While reading Fred Hébert's PropEr testing, on property-based testing in Erlang, I set out write PropEr tests in Elixir, and run them with a Mix task.
To explain writing PropEr tests (named "properties") in Elixir, let’s take an example from PropEr testing. A property of a function named biggest/1
is that the returned value is equal to the biggest value in the passed list.
# test/prop_biggest.erl
-module(prop_biggest).
-include_lib("proper/include/proper.hrl").
prop_biggest() ->
?FORALL(List, non_empty(list(integer())), #1
begin
biggest(List) =:= lists:last(lists:sort(List)) #2
end).
?FORALL
is a macro around proper:forall/2
. It takes a variable name, a generator, and a property. In this case, the generator returns a random, non-empty list of integers and puts it in the List
variable for every run.
The property itself is a function that uses the random variable to assert the result from biggest/1
matches the biggest value in the list.
Converting it to Elixir, this property looks a bit different.
# test/biggest_prop.exs
defmodule BiggestProp do
import :proper #1
import :proper_types #1
def prop_biggest do
forall(non_empty(list(integer())), fn(list) -> #2
biggest(list) == list |> Enum.sort |> List.last #3
end)
end
# ...
end
The :proper
and :proper_types
modules are imported manually instead of including the proper.hrl
header file, which is a mostly a list of imports itself.
Elixir doesn’t support Erlang’s macros, so :proper.forall/2
is called directly.
Although Erlang’s lists
module would work, Enum.sort/1
and List.last/1
are used as trusted functions to test the implementation.
With a working implementation, and :proper included in the project’s dependencies, the property can be run in IEx by requiring the test file manually and running the property through :proper.quickcheck/1
.
$ iex -S mix
iex(1)> Kernel.ParallelRequire.files(["test/biggest_prop.exs"])
[BiggestProp]
iex(2)> :proper.quickcheck(BiggestProp.prop_biggest())
....................................................................................................
OK: Passed 100 test(s).
true
Although that worked, it would be nice to have a command to quickly run all tests in a Mix project. For Erlang, there’s a library named rebar3_proper that does just that by adding the rebar3 proper
command.
$ rebar3 proper
===> Testing prop_biggest:prop_biggest()
....................................................................................................
OK: Passed 100 test(s).
===>
1/1 properties passed
rebar3_proper runs tests by finding functions and modules with names prefixed with "prop_" and running them through proper:quickcheck/1
. That would work in Elixir by adding a Mix task that uses the same approach.
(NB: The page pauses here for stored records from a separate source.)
//! Navigation model for a date hierarchy facet.
//!
//! Combines a selection with a drill-down policy into what a listing shows:
//! a crumb back to the parent level and the titled choices one level down.

use chrono::{DateTime, Datelike, FixedOffset, NaiveDate};
use serde::Serialize;

use crate::drilldown::DrilldownPolicy;
use crate::error::Result;
use crate::selection::{DrilldownLevel, Granularity, HierarchySelection};

/// Title of the crumb above the year level.
pub const ALL_DATES: &str = "All dates";

/// A way back to a coarser level.
#[derive(Debug, Clone, PartialEq, Eq, Serialize)]
pub struct Crumb {
    /// Label of the coarser level, or "All dates"
    pub title: String,
    /// `None` clears the selection entirely
    pub selection: Option<HierarchySelection>,
}

/// One entry at the next level.
#[derive(Debug, Clone, PartialEq, Eq, Serialize)]
pub struct Choice {
    /// Label such as `2017`, `March 2017` or `March 5`
    pub title: String,
    /// The selection this entry narrows to
    pub selection: HierarchySelection,
    /// False for the terminal day, which has nothing further to select
    pub link: bool,
}

/// Everything needed to render one step of the drill-down.
#[derive(Debug, Clone, PartialEq, Eq, Serialize)]
pub struct Navigation {
    /// Level of `choices`; `None` once a day is selected
    pub level: Option<DrilldownLevel>,
    /// Crumb to the parent level; `None` at the top
    pub back: Option<Crumb>,
    /// Entries in ascending date order, possibly empty
    pub choices: Vec<Choice>,
}

impl Navigation {
    /// Build the navigation below `selection` using `policy`.
    pub fn build<P>(
        selection: Option<&HierarchySelection>,
        policy: &P,
        as_of: &DateTime<FixedOffset>,
    ) -> Result<Self>
    where
        P: DrilldownPolicy + ?Sized,
    {
        let Some(selection) = selection else {
            return Self::below(None, None, policy, as_of, None);
        };

        let year = selection.year_value();
        match selection.granularity() {
            Granularity::Day => Ok(Self {
                level: None,
                back: selection.parent().map(crumb),
                choices: vec![Choice {
                    title: title(DrilldownLevel::Days, selection.first_day()),
                    selection: *selection,
                    link: false,
                }],
            }),
            Granularity::Month => Self::below(
                Some(year),
                selection.month_value(),
                policy,
                as_of,
                selection.parent().map(crumb),
            ),
            Granularity::Year => Self::below(
                Some(year),
                None,
                policy,
                as_of,
                Some(Crumb {
                    title: ALL_DATES.to_string(),
                    selection: None,
                }),
            ),
        }
    }

    fn below<P>(
        year: Option<i32>,
        month: Option<u32>,
        policy: &P,
        as_of: &DateTime<FixedOffset>,
        back: Option<Crumb>,
    ) -> Result<Self>
    where
        P: DrilldownPolicy + ?Sized,
    {
        let dates = policy.drilldown(year, month, as_of)?;
        let level = dates.level();
        let choices = dates
            .map(|date| Choice {
                title: title(level, date),
                selection: HierarchySelection::containing(date, level.granularity()),
                link: true,
            })
            .collect();

        Ok(Self {
            level: Some(level),
            back,
            choices,
        })
    }
}

fn crumb(selection: HierarchySelection) -> Crumb {
    let level = match selection.granularity() {
        Granularity::Year => DrilldownLevel::Years,
        Granularity::Month => DrilldownLevel::Months,
        Granularity::Day => DrilldownLevel::Days,
    };
    Crumb {
        title: title(level, selection.first_day()),
        selection: Some(selection),
    }
}

/// Label for a date at the given level: `2017`, `March 2017` or `March 5`.
#[must_use]
pub fn title(level: DrilldownLevel, date: NaiveDate) -> String {
    match level {
        DrilldownLevel::Years => date.year().to_string(),
        DrilldownLevel::Months => date.format("%B %Y").to_string(),
        DrilldownLevel::Days => date.format("%B %-d").to_string(),
    }
}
defmodule Mix.Tasks.Proper do
use Mix.Task
def run([]) do
"test/**/*_prop.exs"
|> Path.wildcard
|> Kernel.ParallelRequire.files # => [BiggestProp]
# ...
end
# ...
end
Using test/*\*/\*_prop.exs
as a wildcard pattern, the paths for all property-based testing files in the test directory are found. Being .exs files, they are not compiled, so they need to be required manually when they’re needed. Mix’s own test task uses Kernel.ParallelRequire.files/1-2
, which takes a list of filenames, includes the modules in the files and returns the names of the newly included modules.
defmodule Mix.Tasks.Proper do
use Mix.Task
def run([]) do
"test/**/*_prop.exs"
|> Path.wildcard
|> Kernel.ParallelRequire.files
|> Enum.each(fn(module) ->
module.__info__(:functions)
|> Enum.filter(&property?/1)
|> Enum.map(fn({name, 0}) ->
:proper.quickcheck(apply(module, name, []))
end)
end)
end
# ...
end
Using the list of included modules, their property functions are found using the __info__/1
function. Functions without the proper name or an arity other than 0 get filtered out. The remaining functions in the list are called using :erlang.apply/3
, and their results are passed to :proper.quickcheck/1
, which runs the tests.
$ mix proper
....................................................................................................
OK: Passed 100 test(s).
That’s it. The proper Mix task finds property-based test files, includes them, and runs each of the properties in those files through PropEr. The code above is the basis of mix_proper, which can be used in your Elixir project by adding it as a dependency.